Результаты и их обсуждение
Восьми пациентам была проведена лапароскопическая холецист-эктомия в связи с полипозной формой ХЖП и произведена интраоперационная биопсия печени с последующей гистологической верификацией полученных материалов. 22 пациентам проведена чрескожная пункционная биопсия печени под местной анестезией по стандартной методике одноразовым набором. 30 больным проводилась терапия препаратом урсодезоксихолевой кислоты (Урсосан, PRO.MED.CS) в стандартной дозировке 15 мкг/кг однократно в течение 3 месяцев с последующим контролем биохимического анализа крови и УЗИ желчного пузыря.
В результате лечения больных препаратом Урсосан улучшение самочувствия отметили 26 больных: ослабление болей и дискомфорта в правом подреберье, уменьшение ощущения горечи во рту, тошноты. У 2 пациентов препарат был отменен из-за появления болевых ощущений в правом подреберье, усиления болей в эпигастральной области и диареи. На основании анализа изменений биохимических показателей крови после 3-месячной терапии отмечено снижение уровня общего холестерина крови на 8,6% от исходных значений (в основном за счет уровня ХС ЛПНВ: уменьшение на 10,1%), достоверное снижение уровня печеночных ферментов (АСТ – на 33,7%; АЛТ – на 47%; уменьшение уровня ГГТП – на 30,5%), показатели общего билирубина и ЩФ оставались в пределах нормальных значений как до, так и после лечения, уровень ХС ЛПВП достоверно не изменялся (табл. 6).
Заключение
На основании полученных данных можно заключить, что ХЖП не может рассматриваться как самостоятельное заболевание. По-видимому, ХЖП следует рассматривать как цепь последовательных событий: нарушение липидного метаболизма на уровне гепатоцита, развитие стеатоза, стеатогепатита, фиброза, вовлечение в патологический процесс всех анатомо-морфологических структур печени, в том числе билиарного тракта (пролиферация дуктул и последующий перидуктулярный фиброз), ХЖП. ХЖП – патология, которая в первую очередь связана с нарушением липидного метаболизма в печени, изменением литогенных свойств желчи и нарушением моторно-эвакуаторной функции ЖП.
«Золотым стандартом» лечения ХЖП является применение урсодезоксихолевой кислоты (Урсосан).

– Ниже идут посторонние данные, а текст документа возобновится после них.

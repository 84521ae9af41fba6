//! Builder contract for the pipeline-execution engine.
//!
//! The engine itself is an external collaborator; this module only renders
//! the execution definition it consumes: a named, labelled spec with a
//! service account, mounted config/secret volumes, and a pending flag.

use serde::{Deserialize, Serialize};
use std::collections::BTreeMap;

/// Where a mounted volume's content comes from.
#[derive(Debug, Clone, PartialEq, Eq, Serialize, Deserialize)]
#[serde(rename_all = "snake_case")]
pub enum VolumeSource {
    /// Mount keys from a named secret.
    Secret(String),
    /// Mount keys from a named config object.
    Config(String),
}

/// One volume mounted into the execution's pod.
#[derive(Debug, Clone, PartialEq, Eq, Serialize, Deserialize)]
pub struct VolumeMount {
    pub name: String,
    pub mount_path: String,
    pub source: VolumeSource,
    /// Keys selected from the source; empty selects all keys.
    #[serde(default)]
    pub keys: Vec<String>,
    pub read_only: bool,
}

/// Renderable execution definition handed to the pipeline engine.
#[derive(Debug, Clone, PartialEq, Eq, Serialize, Deserialize)]
pub struct PipelineSpec {
    pub name: String,
    pub namespace: String,
    #[serde(default)]
    pub labels: BTreeMap<String, String>,
    pub service_account: String,
    #[serde(default)]
    pub volumes: Vec<VolumeMount>,
    /// Created in a queued state when `true`; the admission controller
    /// clears the flag when it promotes the execution.
    pub pending: bool,
}

impl PipelineSpec {
    /// Render the definition as the JSON document the engine ingests.
    pub fn render(&self) -> serde_json::Value {
        serde_json::to_value(self).unwrap_or_else(|_| serde_json::Value::Null)
    }
}

/// Fluent builder for a [`PipelineSpec`].
#[derive(Debug, Clone)]
pub struct PipelineBuilder {
    spec: PipelineSpec,
}

impl PipelineBuilder {
    pub fn new(name: impl Into<String>, namespace: impl Into<String>) -> Self {
        Self {
            spec: PipelineSpec {
                name: name.into(),
                namespace: namespace.into(),
                labels: BTreeMap::new(),
                service_account: "default".to_string(),
                volumes: Vec::new(),
                pending: true,
            },
        }
    }

    #[must_use]
    pub fn label(mut self, key: impl Into<String>, value: impl Into<String>) -> Self {
        self.spec.labels.insert(key.into(), value.into());
        self
    }

    #[must_use]
    pub fn labels(mut self, labels: &BTreeMap<String, String>) -> Self {
        self.spec
            .labels
            .extend(labels.iter().map(|(k, v)| (k.clone(), v.clone())));
        self
    }

    #[must_use]
    pub fn service_account(mut self, account: impl Into<String>) -> Self {
        self.spec.service_account = account.into();
        self
    }

    /// Mount selected keys of a secret read-only.
    #[must_use]
    pub fn mount_secret(
        mut self,
        secret_name: impl Into<String>,
        mount_path: impl Into<String>,
        keys: Vec<String>,
    ) -> Self {
        let secret_name = secret_name.into();
        self.spec.volumes.push(VolumeMount {
            name: secret_name.clone(),
            mount_path: mount_path.into(),
            source: VolumeSource::Secret(secret_name),
            keys,
            read_only: true,
        });
        self
    }

    /// Mount selected keys of a config object read-only.
    #[must_use]
    pub fn mount_config(
        mut self,
        config_name: impl Into<String>,
        mount_path: impl Into<String>,
        keys: Vec<String>,
    ) -> Self {
        let config_name = config_name.into();
        self.spec.volumes.push(VolumeMount {
            name: config_name.clone(),
            mount_path: mount_path.into(),
            source: VolumeSource::Config(config_name),
            keys,
            read_only: true,
        });
        self
    }

    #[must_use]
    pub fn pending(mut self, pending: bool) -> Self {
        self.spec.pending = pending;
        self
    }

    pub fn build(self) -> PipelineSpec {
        self.spec
    }
}
impl FleetTrigger {
    pub fn new(
        store: Arc<dyn ObjectStore>,
        api: Arc<dyn GithubAppApi>,
        directory: Arc<InstallationDirectory>,
        issuer: Arc<TokenIssuer>,
        statics: Arc<StaticCredentialSource>,
        events: EventBus,
        config: TriggerConfig,
    ) -> Self {
        Self {
            store,
            api,
            directory,
            issuer,
            statics,
            events,
            config,
        }
    }

    /// Run one fleet sweep. Store failures while rendering abort the sweep
    /// (retried on the next schedule); credential failures never do.
    pub async fn run(&self) -> Result<TriggerSummary, StoreError> {
        // All lookups in this sweep share one discovery snapshot.
        let epoch = Utc::now().format("%Y-%m-%dT%H:%M:%S%.3fZ").to_string();
        let mut summary = TriggerSummary::default();

        let github_tasks = self.assemble_github_tasks(&epoch, &mut summary).await;
        let gitea_tasks = self.assemble_gitea_tasks(&mut summary).await;

        for task in github_tasks.values().chain(gitea_tasks.values()) {
            for chunk in task.repositories.chunks(self.config.batch_size) {
                let batch = ExecutionTask {
                    repositories: chunk.to_vec(),
                    ..task.clone()
                };
                self.render_execution(&batch).await?;
                summary.executions_created += 1;
            }
        }

        info!(
            executions = summary.executions_created,
            repositories = summary.repositories_processed,
            failures = summary.failures.len(),
            "fleet trigger sweep finished"
        );
        self.events.emit(
            "trigger_completed",
            &json!({
                "executions": summary.executions_created,
                "repositories": summary.repositories_processed,
                "failures": summary.failures.len(),
            }),
        );
        Ok(summary)
    }

    /// Gather GitHub targets (auto-discovered plus explicit) and group them
    /// into one task per installation, since repositories of one
    /// installation share its token.
    async fn assemble_github_tasks(
        &self,
        epoch: &str,
        summary: &mut TriggerSummary,
    ) -> BTreeMap<u64, ExecutionTask> {
        let mut targets: Vec<(String, Vec<String>)> = Vec::new();
        if self.config.github_autodiscover {
            match self.directory.installations(epoch).await {
                Ok(snapshot) => {
                    for installation in snapshot.iter() {
                        for repository in &installation.repositories {
                            targets.push((repository.clone(), Vec::new()));
                        }
                    }
                }
                Err(err) => {
                    warn!(error = %err, "installation discovery failed; explicit repositories only");
                    summary
                        .failures
                        .push(("<discovery>".to_string(), err.to_string()));
                }
            }
        }
        for entry in &self.config.repositories {
            if entry.platform == Platform::Github {
                targets.push((
                    normalize_repository(&entry.repository),
                    entry.base_branches.clone(),
                ));
            }
        }

        let mut tasks: BTreeMap<u64, ExecutionTask> = BTreeMap::new();
        for (repository, configured_branches) in targets {
            let installation_id = match self.directory.owner_of(epoch, &repository).await {
                Ok(id) => id,
                Err(err) => {
                    self.record_failure(summary, &repository, &err.to_string());
                    continue;
                }
            };
            let record = match self.issuer.token(epoch, &repository).await {
                Ok(record) => record,
                Err(err) => {
                    self.record_failure(summary, &repository, &err.to_string());
                    continue;
                }
            };
            let branches = if configured_branches.is_empty() {
                match self.api.default_branch(&record.token, &repository).await {
                    Ok(branch) => vec![branch],
                    Err(err) => {
                        self.record_failure(summary, &repository, &err.to_string());
                        continue;
                    }
                }
            } else {
                configured_branches
            };

            let task = tasks.entry(installation_id).or_insert_with(|| ExecutionTask {
                platform: Platform::Github,
                username: self.config.github_username.clone(),
                git_author: self.config.github_git_author.clone(),
                token: record.token.clone(),
                api_endpoint: self.config.github_api_endpoint.clone(),
                repositories: Vec::new(),
            });
            let already_known = task.repositories.iter().any(|r| r.repository == repository);
            for branch in &branches {
                task.add_repository(&repository, branch);
            }
            if !already_known {
                summary.repositories_processed += 1;
            }
        }
        tasks
    }

    /// Group configured Gitea repositories into one task per selected
    /// credential identity.
    async fn assemble_gitea_tasks(
        &self,
        summary: &mut TriggerSummary,
    ) -> BTreeMap<String, ExecutionTask> {
        let mut tasks: BTreeMap<String, ExecutionTask> = BTreeMap::new();
        for entry in &self.config.repositories {
            if entry.platform != Platform::Gitea {
                continue;
            }
            let candidate = match self
                .statics
                .select(&self.config.gitea_host, &entry.repository)
                .await
            {
                Ok(candidate) => candidate,
                Err(err) => {
                    self.record_failure(summary, &entry.repository, &err.to_string());
                    continue;
                }
            };
            let branches = if entry.base_branches.is_empty() {
                vec![self.config.gitea_default_branch.clone()]
            } else {
                entry.base_branches.clone()
            };

            let task = tasks
                .entry(candidate.username.clone())
                .or_insert_with(|| ExecutionTask {
                    platform: Platform::Gitea,
                    username: candidate.username.clone(),
                    git_author: self.config.gitea_git_author.clone(),
                    token: candidate.secret_value.clone(),
                    api_endpoint: self.config.gitea_api_endpoint.clone(),
                    repositories: Vec::new(),
                });
            let already_known = task
                .repositories
                .iter()
                .any(|r| r.repository == entry.repository);
            for branch in &branches {
                task.add_repository(&entry.repository, branch);
            }
            if !already_known {
                summary.repositories_processed += 1;
            }
        }
        tasks
    }

    fn record_failure(&self, summary: &mut TriggerSummary, repository: &str, reason: &str) {
        warn!(repository, reason, "skipping repository this sweep");
        summary.failures.push((repository.to_string(), reason.to_string()));
    }

    /// Render one batch: token secret, config object, and the Pending
    /// execution, all keyed by the execution name.
    async fn render_execution(&self, task: &ExecutionTask) -> Result<(), StoreError> {
        let name = execution_name(task.platform);
        let namespace = &self.config.namespace;

        let host = match task.platform {
            Platform::Github => host_of(&self.config.github_api_endpoint),
            Platform::Gitea => self.config.gitea_host.clone(),
        };
        let labels = Labels::from([
            (LABEL_COMPONENT.to_string(), COMPONENT_UPDATE_RUN.to_string()),
            (LABEL_PLATFORM.to_string(), task.platform.as_str().to_string()),
            (LABEL_HOST.to_string(), host),
        ]);

        self.store
            .create_secret(Secret {
                name: name.clone(),
                namespace: namespace.clone(),
                labels: labels.clone(),
                data: BTreeMap::from([(TOKEN_DATA_KEY.to_string(), task.token.clone())]),
            })
            .await?;

        self.store
            .create_config(ConfigObject {
                name: name.clone(),
                namespace: namespace.clone(),
                labels: labels.clone(),
                data: BTreeMap::from([(TASKS_DATA_KEY.to_string(), task.payload().to_string())]),
            })
            .await?;

        let spec = PipelineBuilder::new(&name, namespace)
            .labels(&labels)
            .service_account(&self.config.service_account)
            .mount_secret(&name, "/credentials", vec![TOKEN_DATA_KEY.to_string()])
            .mount_config(&name, "/config", vec![TASKS_DATA_KEY.to_string()])
            .pending(true)
            .build();

        let mut execution = QueuedExecution::pending(&name, namespace.clone(), labels);
        execution.spec = Some(spec);
        self.store.create_execution(execution).await?;

        info!(
            execution = %name,
            platform = %task.platform,
            repositories = task.repositories.len(),
            "rendered queued execution"
        );
        Ok(())
    }

    /// Spawn the cron-driven trigger loop.
    pub fn start(self: &Arc<Self>, schedule: cron::Schedule) -> tokio::task::JoinHandle<()> {
        let trigger = Arc::clone(self);
        tokio::spawn(async move {
            loop {
                let Some(next) = schedule.upcoming(Utc).next() else {
                    warn!("trigger schedule has no future occurrences; stopping");
                    break;
                };
                let wait = (next - Utc::now()).to_std().unwrap_or(Duration::ZERO);
                tokio::time::sleep(wait).await;
                if let Err(err) = trigger.run().await {
                    warn!(error = %err, "fleet trigger sweep failed; retrying on next schedule");
                }
            }
        })
    }
}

Препарат назначается в дозе 15 мг на 1 кг веса – 750–1000 мг/сут на протяжении 6–12 месяцев. По требованию применяются билиарные прокинетики, спазмолитики, ферменты. Урсосан является препаратом выбора в лечении ХЖП у больных с НАЖБП и атерогенной дислипидемией. Препарат обладает уникальным гепатопротективным действием, восстанавливает структуру гепатоцитов, нормализует липидный обмен, незаменим при лечении холестатических заболеваний печени.